The aisles at Interbike Anaheim '95 told the tale. Bianchi, Ritchey, Redline, Steelman, Salsa and Moots all showed cyclo-cross bikes. And while no one was talking the kind of numbers that make an accountant's heart trip its circuit breakers into fibrillation, most were thinking about ramping up production in 1996.
More Toys for the Boys.
Skim the pages of VeloNews; Durance Cycleworks in Ketchum, Idaho, is advertising Alan frames, Vittoria and Wolber tubulars and Ritchey clinchers. Schwab Cycles in Lakewood, Colorado, stocks framesets from Redline, Bontrager, Guerciotti and Gitane, tubies from Vittoria, Clement and UFO, and clinchers from Ritchey, Tioga and Michelin.Bruce Schwab himself pins on a number and goes 'round with the rest of us in the Colorado Cyclo-cross Series, which he helps sponsor and I help promote. And ours is only one series -- there are races from Washington to Wisconsin, Minnesota to Maryland.

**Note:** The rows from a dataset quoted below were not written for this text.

use thiserror::Error;

use crate::decimal::{Money, Rate};
use crate::types::{LoanProduct, PaymentScheme};

#[derive(Error, Debug, Clone, PartialEq)]
pub enum CalculatorError {
    #[error("invalid principal: {amount} must not be negative")]
    NegativePrincipal {
        amount: Money,
    },

    #[error("invalid interest rate: {rate} must not be negative")]
    NegativeInterestRate {
        rate: Rate,
    },

    #[error("loan amount {amount} outside allowed range {min} to {max}")]
    PrincipalOutOfRange {
        amount: Money,
        min: Money,
        max: Money,
    },

    #[error("interest rate {rate} outside allowed range {min} to {max}")]
    InterestRateOutOfRange {
        rate: Rate,
        min: Rate,
        max: Rate,
    },

    #[error("tenure of {periods} periods outside allowed range {min} to {max}")]
    TenureOutOfRange {
        periods: u32,
        min: u32,
        max: u32,
    },

    #[error("payment scheme {scheme:?} not offered for {product:?}")]
    SchemeNotSupported {
        product: LoanProduct,
        scheme: PaymentScheme,
    },

    #[error("missing field: {field}")]
    MissingField {
        field: String,
    },

    #[error("invalid value for {field}: {message}")]
    InvalidField {
        field: String,
        message: String,
    },

    #[error("invalid collateral: {message}")]
    InvalidCollateral {
        message: String,
    },

    #[error("no configuration for product {product:?}")]
    UnknownProduct {
        product: LoanProduct,
    },

    #[error("invalid configuration: {message}")]
    InvalidConfiguration {
        message: String,
    },

    #[error("malformed request: {message}")]
    MalformedRequest {
        message: String,
    },
}

impl From<serde_json::Error> for CalculatorError {
    fn from(err: serde_json::Error) -> Self {
        CalculatorError::MalformedRequest {
            message: err.to_string(),
        }
    }
}

pub type Result<T> = std::result::Result<T, CalculatorError>;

Why? What in the Nine Million Names of God makes otherwise rational beings go running through the mud, wearing a perfectly good bike over one shoulder like a two-wheeled purse?
Well, for starters, it's good for you. Spending an hour each week chasing other mud-encrusted maniacs through the goop will make you stronger than a horseradish-and-green-chile sandwich. That will be nice come springtime, when all the dudes who beat you like a tom-tom this season will take one horrified squint at your barrel-size quads and faint dead away into a puddle of pee.

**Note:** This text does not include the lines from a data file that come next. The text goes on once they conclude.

//! Argument binding.
//!
//! # Responsibilities
//! - Reverse: bind caller values against a signature and list what has to
//!   be encoded, in declaration order
//! - Forward: turn the argument pool gathered from a URL into the final
//!   positional and keyword values of a handler call
//! - Apply declared-type converters on the way in
//!
//! # Design Decisions
//! - The receiver is never counted as a caller argument; it is filled by
//!   resolution
//! - One logical argument has exactly one encoding: positional-only
//!   parameters travel under their slot index, every other named parameter
//!   under its keyword
//! - Defaults are expanded for path substitution and dropped from the query
//!   (minimality); dispatch re-applies them

use std::collections::{BTreeMap, HashMap};

use crate::routing::args::{ArgTag, Param, ParamKind, Signature, Value, RECEIVER};
use crate::routing::endpoint::Invocation;
use crate::routing::error::{RouterError, RouterResult};
use crate::routing::objects::ObjectId;

fn convert(handler: &str, param: &Param, value: &Value) -> RouterResult<Value> {
    param
        .ty
        .convert(value)
        .map_err(|e| RouterError::ArgumentType {
            handler: handler.to_string(),
            name: param.name.clone(),
            expected: e.expected,
            value: e.value,
        })
}

/// Key under which an argument travels in a URL.
#[derive(Debug, Clone, PartialEq, Eq, Hash)]
pub enum ArgKey {
    Name(String),
    Index(usize),
}

impl ArgKey {
    /// URL key of the declared parameter `name`.
    pub fn for_param(signature: &Signature, name: &str) -> Self {
        match signature.positional_only_slot(name) {
            Some(slot) => Self::Index(slot),
            None => Self::Name(name.to_string()),
        }
    }
}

It's Called 'The Great Outdoors' Because It Is.
Secondly, cyclo-cross is way more fun than smelly weight rooms, endless rides to nowhere on the wind trainer, or flaming the Netwits in rec.bicycles.racing. You're outdoors, where you can catch a whiff of pine or wood smoke instead of some muscle-head's rancid feet. And if it's just a little bit damp and cold, well, hell -- that's why God made Gore-Tex, right? Plus, filthy weather encourages you to ride harder and run faster so you can get back inside, where the Scotch is. This will make you even stronger, thus imperiling CNC-machined cranksets, axles and district time-trial records.Thirdly, it's a whole lot easier to put on a cyclo-cross than to tackle a mountain-bike race or a road event. All you need is a mile or so of pavement, meadow and dirt, a dozen natural or man-made barriers and a few well-placed flyers. The Mud People will come a-running, in modest numbers that will pay the bills without sticking you with a mess that you'd need federal disaster aid to clean up. We get anywhere from 50 to a hundred 'crossers each week during our series -- that's a whole lot easier to deal with than the 400-odd who turn up for your average fat-tire flyer.

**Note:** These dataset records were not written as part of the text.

//! Endpoints: registered handlers plus their routing metadata.

use std::collections::BTreeMap;
use std::future::Future;
use std::sync::atomic::{AtomicU64, Ordering};
use std::sync::Arc;

use futures_util::future::BoxFuture;
use futures_util::FutureExt;

use crate::routing::args::{Signature, Value};
use crate::routing::error::BoxError;
use crate::routing::objects::ObjectId;
use crate::routing::pattern::PathPattern;

/// Result of a handler body.
pub type HandlerResult = Result<Value, BoxError>;

type SyncFn = dyn Fn(Invocation) -> HandlerResult + Send + Sync;
type AsyncFn = dyn Fn(Invocation) -> BoxFuture<'static, HandlerResult> + Send + Sync;

static NEXT_ENDPOINT: AtomicU64 = AtomicU64::new(1);

/// Opaque handle returned by registration.
#[derive(Debug, Clone, Copy, PartialEq, Eq, Hash, PartialOrd, Ord)]
pub struct EndpointId(u64);

impl EndpointId {
    pub(crate) fn next() -> Self {
        Self(NEXT_ENDPOINT.fetch_add(1, Ordering::Relaxed))
    }
}

impl std::fmt::Display for EndpointId {
    fn fmt(&self, f: &mut std::fmt::Formatter<'_>) -> std::fmt::Result {
        write!(f, "endpoint#{}", self.0)
    }
}

/// Callable body of an endpoint.
#[derive(Clone)]
pub enum Handler {
    Sync(Arc<SyncFn>),
    Async(Arc<AsyncFn>),
}

impl Handler {
    /// Wrap a synchronous function.
    pub fn sync<F>(f: F) -> Self
    where
        F: Fn(Invocation) -> HandlerResult + Send + Sync + 'static,
    {
        Self::Sync(Arc::new(f))
    }

    /// Wrap an asynchronous function.
    pub fn asynchronous<F, Fut>(f: F) -> Self
    where
        F: Fn(Invocation) -> Fut + Send + Sync + 'static,
        Fut: Future<Output = HandlerResult> + Send + 'static,
    {
        Self::Async(Arc::new(move |inv| f(inv).boxed()))
    }

    pub fn is_async(&self) -> bool {
        matches!(self, Self::Async(_))
    }
}

impl std::fmt::Debug for Handler {
    fn fmt(&self, f: &mut std::fmt::Formatter<'_>) -> std::fmt::Result {
        match self {
            Self::Sync(_) => write!(f, "Handler::Sync"),
            Self::Async(_) => write!(f, "Handler::Async"),
        }
    }
}

/// Handler definition handed to `Router::register`.
#[derive(Debug, Clone)]
pub struct HandlerSpec {
    pub name: String,
    /// Class owning the method, `None` for free functions.
    pub class: Option<String>,
    pub signature: Signature,
    pub handler: Handler,
}

impl HandlerSpec {
    /// Global function.
    pub fn function(name: &str, signature: Signature, handler: Handler) -> Self {
        Self {
            name: name.to_string(),
            class: None,
            signature,
            handler,
        }
    }

    /// Method of `class`; the signature must start with the receiver.
    pub fn method(class: &str, name: &str, signature: Signature, handler: Handler) -> Self {
        Self {
            name: name.to_string(),
            class: Some(class.to_string()),
            signature,
            handler,
        }
    }

    /// `Class.name` or `name`.
    pub fn qualified_name(&self) -> String {
        match &self.class {
            Some(class) => format!("{}.{}", class, self.name),
            None => self.name.clone(),
        }
    }
}

/// Display metadata and ownership hint.
#[derive(Debug, Clone, Default, PartialEq, Eq)]
pub struct EndpointMeta {
    pub label: Option<String>,
    pub title: Option<String>,
    pub style: Vec<String>,
    /// Dotted path (from the routing root) of the object that owns this
    /// method when the route itself does not carry `<self>`.
    pub owner: Option<String>,
}

impl EndpointMeta {
    pub fn titled(title: &str) -> Self {
        Self {
            title: Some(title.to_string()),
            ..Self::default()
        }
    }

    pub fn owned_by(mut self, path: &str) -> Self {
        self.owner = Some(path.to_string());
        self
    }
}

/// Registered endpoint. Immutable after registration.
#[derive(Debug)]
pub struct Endpoint {
    pub id: EndpointId,
    pub spec: HandlerSpec,
    pub pattern: Option<PathPattern>,
    pub meta: EndpointMeta,
}

impl Endpoint {
    pub fn name(&self) -> &str {
        &self.spec.name
    }

    pub fn qualified_name(&self) -> String {
        self.spec.qualified_name()
    }

    pub fn signature(&self) -> &Signature {
        &self.spec.signature
    }

    pub fn is_method(&self) -> bool {
        self.spec.class.is_some()
    }

    /// Title for listings: title, then label, then handler name.
    pub fn display_title(&self) -> &str {
        self.meta
            .title
            .as_deref()
            .or(self.meta.label.as_deref())
            .unwrap_or(&self.spec.name)
    }
}

/// Arguments handed to a handler body.
#[derive(Debug, Clone, PartialEq)]
pub struct Invocation {
    /// Qualified handler name.
    pub endpoint: String,
    pub receiver: Option<ObjectId>,
    /// Positional values, named slots first then var-positional extras.
    pub args: Vec<Value>,
    /// Keyword-only values and var-keyword extras.
    pub kwargs: BTreeMap<String, Value>,
    pub(crate) positional_names: Vec<String>,
}

impl Invocation {
    /// Look a parameter up by name across positional and keyword values.
    pub fn get(&self, name: &str) -> Option<&Value> {
        self.positional_names
            .iter()
            .position(|n| n == name)
            .and_then(|i| self.args.get(i))
            .or_else(|| self.kwargs.get(name))
    }

    /// String parameter, if present and a string.
    pub fn str(&self, name: &str) -> Option<&str> {
        self.get(name).and_then(Value::as_str)
    }

    /// Var-positional extras.
    pub fn extra_args(&self) -> &[Value] {
        self.args.get(self.positional_names.len()..).unwrap_or(&[])
    }
}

Finally, it's a giggle to do something that most other people, cyclists included, think is insane. Jumping out of functional aircraft, free-climbing skyscrapers and skidding skinny-tired bikes across icy slopes -- these are things that separate people who live life from those watch it on television.
Fun: What a Concept.
Shared weirdness, like shared danger, creates a camaraderie that's hard to find these days. Mountain biking is developing some serious attitude, and road racing's always had it. Track suffers from testosterone poisoning, and who wants to turn left all the time, anyway? Cyclo-crossers use their mouths for conversation, not spitting on each other. And they welcome newcomers with open arms, offering tips on what equipment to use and where to find it, or conducting impromptu clinics on how to dismount at speed without breaking a leg and how to leap back onto your saddle without breaking your ... well, the less said about that, the better.Best of all, once their own results have been taped onto someone's 4-Runner for inspection, 'crossers stick around to cheer on the rest of the categories, trade war stories and help stack mud-speckled barriers in your truck when the last slime-soaked sufferer has skidded across the finish line.
That, like good Scotch, gives me a warm feeling. But it's easier on the liver.